Estaba clavada en el quinto peldaño de la escalera que me llevaba al dormitorio. Indecisa entre bajar a la cocina o irme a dormir. Estaba a punto de hacerlo, pero de nuevo un gran ruido sacudió la planta baja. El estruendo fue considerable. Me ceñí el cinturón de la bata y me planté a la entrada de la estancia. Varios platos y vasos, destrozados, se esparcían sobre las baldosas irreprochablemente cuadradas de la cocina, que ya había enviado su WhatsApp particular con infinitos caracteres en forma de una gran lamina de agua jabonosa y grasa que se deslizaba bajo la puerta para intentar ganar el recibidor. Avanzaba lentamente con la única oposición de mis deseos y la moqueta, que era mucho más eficaz que yo.


Mis ansias de llorar y gritar se fundieron en un: ¡No! Un monosílabo contenido que ilustraba mi impotencia y temor.


Algo más debió pasar en esos instantes en los que yo estaba protegiéndome subida en el ultimo peldaño de la escalera.

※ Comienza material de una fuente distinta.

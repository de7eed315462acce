use crate::{
    Error, INIT_ROUNDS, IV_BYTES, IV_WORDS, KEY_BYTES, KEY_WORDS, KEYSTREAM_BYTES, SnowViVariant,
    backends, snapshot::Snapshot, state::CipherState,
};
use cipher::{
    AlgorithmName, BlockSizeUser, Iv, IvSizeUser, Key, KeyIvInit, KeySizeUser, StreamCipherCore,
    StreamClosure,
    consts::{U16, U32},
};
use core::{fmt, marker::PhantomData};
use zeroize::{Zeroize, ZeroizeOnDrop};

/// Where the traced initializer is when it reports the registers.
#[derive(Copy, Clone, Debug, PartialEq, Eq)]
pub enum InitPhase {
    /// Key and IV are loaded, no round has run yet.
    Loaded,
    /// Warm-up round `n` of [`INIT_ROUNDS`] has completed (1-based).
    Round(usize),
}

/// The SNOW-Vi reference model.
///
/// A value of this type only exists once the warm-up has completed, so every
/// keystream read sees a fully initialized state.
pub struct SnowViCore<V: SnowViVariant> {
    /// LFSRs and FSM registers
    pub(crate) state: CipherState,
    /// Steps taken since initialization
    pub(crate) steps: u64,
    /// PhantomData to tie the struct to the SnowViVariant
    pub(crate) _variant: PhantomData<V>,
}

impl<V: SnowViVariant> SnowViCore<V> {
    /// Loads `key` (32 bytes) and `iv` (16 bytes) and runs the warm-up.
    pub fn initialize(key: &[u8], iv: &[u8]) -> Result<Self, Error> {
        Self::initialize_traced(key, iv, |_, _| {})
    }

    /// Like [`initialize`](Self::initialize), with the key as eight and the
    /// IV as four little-endian 32-bit words.
    pub fn initialize_words(key: &[u32], iv: &[u32]) -> Result<Self, Error> {
        let key: &[u32; KEY_WORDS] = key
            .try_into()
            .map_err(|_| Error::InvalidKeyLength { len: key.len() })?;
        let iv: &[u32; IV_WORDS] = iv
            .try_into()
            .map_err(|_| Error::InvalidIvLength { len: iv.len() })?;

        let mut key_bytes = [0u8; KEY_BYTES];
        for (chunk, word) in key_bytes.chunks_exact_mut(4).zip(key) {
            chunk.copy_from_slice(&word.to_le_bytes());
        }
        let mut iv_bytes = [0u8; IV_BYTES];
        for (chunk, word) in iv_bytes.chunks_exact_mut(4).zip(iv) {
            chunk.copy_from_slice(&word.to_le_bytes());
        }

        let model = Self::warm_up(&key_bytes, &iv_bytes, |_, _| {});
        key_bytes.zeroize();
        Ok(model)
    }

    /// Runs the initialization and hands `observe` a snapshot right after
    /// loading and after each of the [`INIT_ROUNDS`] warm-up rounds.
    ///
    /// The warm-up's internal keystream values are never passed out.
    pub fn initialize_traced(
        key: &[u8],
        iv: &[u8],
        observe: impl FnMut(InitPhase, &Snapshot),
    ) -> Result<Self, Error> {
        let (key, iv) = check_lengths(key, iv)?;
        Ok(Self::warm_up(key, iv, observe))
    }

    /// Re-keys the model in place. On error the current state is kept.
    pub fn reinitialize(&mut self, key: &[u8], iv: &[u8]) -> Result<(), Error> {
        let (key, iv) = check_lengths(key, iv)?;
        let fresh = Self::warm_up(key, iv, |_, _| {});
        self.state.clone_from(&fresh.state);
        self.steps = 0;
        Ok(())
    }

    fn warm_up(
        key: &[u8; KEY_BYTES],
        iv: &[u8; IV_BYTES],
        mut observe: impl FnMut(InitPhase, &Snapshot),
    ) -> Self {
        let mut state = CipherState::load(key, iv, &V::LFSR_B_LOW);
        observe(InitPhase::Loaded, &state.snapshot());

        for round in 1..=INIT_ROUNDS {
            state.warm_up(round, key);
            #[cfg(feature = "log")]
            log::trace!("{}: warm-up round {}/{} done", V::NAME, round, INIT_ROUNDS);
            observe(InitPhase::Round(round), &state.snapshot());
        }

        #[cfg(feature = "log")]
        log::debug!("{}: initialized", V::NAME);

        Self {
            state,
            steps: 0,
            _variant: PhantomData,
        }
    }

    /// Advances the cipher by one clock: FSM update, then eight LFSR shifts.
    #[inline]
    pub fn step(&mut self) {
        self.state.step();
        self.steps = self.steps.wrapping_add(1);
    }

    /// The 128-bit keystream word of the current state as four 32-bit lanes,
    /// least significant lane first. Reading does not advance the cipher.
    #[inline]
    pub fn keystream_word(&self) -> [u32; 4] {
        self.state.keystream()
    }

    /// The current keystream word as the 16 bytes XORed into data.
    #[inline]
    pub fn keystream_bytes(&self) -> [u8; KEYSTREAM_BYTES] {
        let mut out = [0u8; KEYSTREAM_BYTES];
        for (chunk, lane) in out.chunks_exact_mut(4).zip(self.keystream_word()) {
            chunk.copy_from_slice(&lane.to_le_bytes());
        }
        out
    }

    /// Reads the current keystream word, then steps.
    #[inline]
    pub fn next_keystream_word(&mut self) -> [u32; 4] {
        let z = self.keystream_word();
        self.step();
        z
    }

    /// Endless iterator over keystream lanes in emission order.
    pub fn words(&mut self) -> KeystreamWords<'_, V> {
        KeystreamWords {
            model: self,
            word: [0; 4],
            lane: 4,
        }
    }

    /// Copy of all registers.
    pub fn snapshot(&self) -> Snapshot {
        self.state.snapshot()
    }

    /// Steps taken since the last (re)initialization.
    pub fn steps(&self) -> u64 {
        self.steps
    }
}

fn check_lengths<'a>(
    key: &'a [u8],
    iv: &'a [u8],
) -> Result<(&'a [u8; KEY_BYTES], &'a [u8; IV_BYTES]), Error> {
    let key = key
        .try_into()
        .map_err(|_| Error::InvalidKeyLength { len: key.len() })?;
    let iv = iv
        .try_into()
        .map_err(|_| Error::InvalidIvLength { len: iv.len() })?;
    Ok((key, iv))
}

/// Keystream as single 32-bit lanes, returned by [`SnowViCore::words`].
///
/// A whole 128-bit word is taken from the model at a time; lanes not yet
/// yielded when the iterator is dropped are lost.
pub struct KeystreamWords<'a, V: SnowViVariant> {
    model: &'a mut SnowViCore<V>,
    word: [u32; 4],
    lane: usize,
}

impl<V: SnowViVariant> Iterator for KeystreamWords<'_, V> {
    type Item = u32;

    fn next(&mut self) -> Option<u32> {
        if self.lane == self.word.len() {
            self.word = self.model.next_keystream_word();
            self.lane = 0;
        }
        let lane = self.word[self.lane];
        self.lane += 1;
        Some(lane)
    }

    fn size_hint(&self) -> (usize, Option<usize>) {
        (usize::MAX, None)
    }
}

impl<V: SnowViVariant> Clone for SnowViCore<V> {
    fn clone(&self) -> Self {
        Self {
            state: self.state.clone(),
            steps: self.steps,
            _variant: PhantomData,
        }
    }
}

impl<V: SnowViVariant> fmt::Debug for SnowViCore<V> {
    fn fmt(&self, f: &mut fmt::Formatter<'_>) -> fmt::Result {
        write!(f, "SnowViCore<{}> {{ ... }}", V::NAME)
    }
}

impl<V: SnowViVariant> KeySizeUser for SnowViCore<V> {
    type KeySize = U32;
}

impl<V: SnowViVariant> IvSizeUser for SnowViCore<V> {
    type IvSize = U16;
}

impl<V: SnowViVariant> BlockSizeUser for SnowViCore<V> {
    type BlockSize = U16; // one 128-bit keystream word
}

impl<V: SnowViVariant> KeyIvInit for SnowViCore<V> {
    fn new(key: &Key<Self>, iv: &Iv<Self>) -> Self {
        Self::warm_up(key.as_ref(), iv.as_ref(), |_, _| {})
    }
}

impl<V: SnowViVariant> AlgorithmName for SnowViCore<V> {
    fn write_alg_name(f: &mut fmt::Formatter<'_>) -> fmt::Result {
        f.write_str(V::NAME)
    }
}

impl<V: SnowViVariant> StreamCipherCore for SnowViCore<V> {
    fn remaining_blocks(&self) -> Option<usize> {
        None
    }

    fn process_with_backend(&mut self, f: impl StreamClosure<BlockSize = Self::BlockSize>) {
        f.call(&mut backends::soft::Backend(self));
    }
}

impl<V: SnowViVariant> Drop for SnowViCore<V> {
    fn drop(&mut self) {
        self.state.zeroize();
        self.steps.zeroize();
    }
}

impl<V: SnowViVariant> ZeroizeOnDrop for SnowViCore<V> {}

#[cfg(test)]
mod tests {
    use super::*;
    use crate::StreamMode;

    type Model = SnowViCore<StreamMode>;

    #[test]
    fn rejects_wrong_lengths() {
        assert_eq!(
            Model::initialize(&[0; 16], &[0; 16]).unwrap_err(),
            Error::InvalidKeyLength { len: 16 }
        );
        assert_eq!(
            Model::initialize(&[0; 32], &[0; 12]).unwrap_err(),
            Error::InvalidIvLength { len: 12 }
        );
        assert_eq!(
            Model::initialize_words(&[0; 8], &[0; 5]).unwrap_err(),
            Error::InvalidIvLength { len: 5 }
        );
        assert_eq!(
            Model::initialize_words(&[0; 4], &[0; 4]).unwrap_err(),
            Error::InvalidKeyLength { len: 4 }
        );
    }

    #[test]
    fn keystream_word_is_a_read() {
        let model = Model::initialize(&[7; 32], &[9; 16]).unwrap();
        assert_eq!(model.keystream_word(), model.keystream_word());
        assert_eq!(model.steps(), 0);
    }

    #[test]
    fn next_keystream_word_advances() {
        let mut model = Model::initialize(&[7; 32], &[9; 16]).unwrap();
        let first = model.keystream_word();
        assert_eq!(model.next_keystream_word(), first);
        assert_eq!(model.steps(), 1);
        assert_ne!(model.keystream_word(), first);
    }

    #[test]
    fn words_follow_lane_order() {
        let mut reference = Model::initialize(&[1; 32], &[2; 16]).unwrap();
        let mut model = reference.clone();

        let mut lanes = model.words();
        for _ in 0..3 {
            let word = reference.next_keystream_word();
            for lane in word {
                assert_eq!(lanes.next(), Some(lane));
            }
        }
        drop(lanes);
        assert_eq!(model.steps(), 3);
    }

    #[test]
    fn byte_and_word_initializers_agree() {
        let key: [u8; 32] = core::array::from_fn(|i| i as u8);
        let iv: [u8; 16] = core::array::from_fn(|i| 0xf0 + i as u8);
        let key_words = [
            0x0302_0100, 0x0706_0504, 0x0b0a_0908, 0x0f0e_0d0c,
            0x1312_1110, 0x1716_1514, 0x1b1a_1918, 0x1f1e_1d1c,
        ];
        let iv_words = [0xf3f2_f1f0, 0xf7f6_f5f4, 0xfbfa_f9f8, 0xfffe_fdfc];

        let from_bytes = Model::initialize(&key, &iv).unwrap();
        let from_words = Model::initialize_words(&key_words, &iv_words).unwrap();
        assert_eq!(from_bytes.snapshot(), from_words.snapshot());
    }

    #[test]
    fn reinitialize_resets_and_keeps_state_on_error() {
        let mut model = Model::initialize(&[3; 32], &[4; 16]).unwrap();
        let fresh = model.snapshot();
        model.step();
        model.step();

        let advanced = model.snapshot();
        assert!(model.reinitialize(&[3; 31], &[4; 16]).is_err());
        assert_eq!(model.snapshot(), advanced);
        assert_eq!(model.steps(), 2);

        model.reinitialize(&[3; 32], &[4; 16]).unwrap();
        assert_eq!(model.snapshot(), fresh);
        assert_eq!(model.steps(), 0);
    }

    #[test]
    fn traced_initialization_reports_every_round() {
        let mut phases = [None; INIT_ROUNDS + 1];
        let mut last = Snapshot::default();
        let mut count = 0;
        let model = Model::initialize_traced(&[0; 32], &[0; 16], |phase, snap| {
            phases[count] = Some(phase);
            last = *snap;
            count += 1;
        })
        .unwrap();

        assert_eq!(count, INIT_ROUNDS + 1);
        assert_eq!(phases[0], Some(InitPhase::Loaded));
        assert_eq!(phases[INIT_ROUNDS], Some(InitPhase::Round(INIT_ROUNDS)));
        assert_eq!(last, model.snapshot());
    }
}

La mancha de agua perdió la timidez y se convirtió en una andanada de suciedad y detergente utilizado que había ocupado la planta baja de mi casa. Algo estaba ocurriendo. Yo había pasado de estar sorprendida a ser autoinvestigada y, por último, a víctima de un acoso intangible pero severo.


Inmersa en la dantesca situación intentaba trabarme a algo más consistente que mis miedos. 


Recordé a Samuel y, al mismo tiempo, sus últimas palabras: "Esta vez, no me esperes".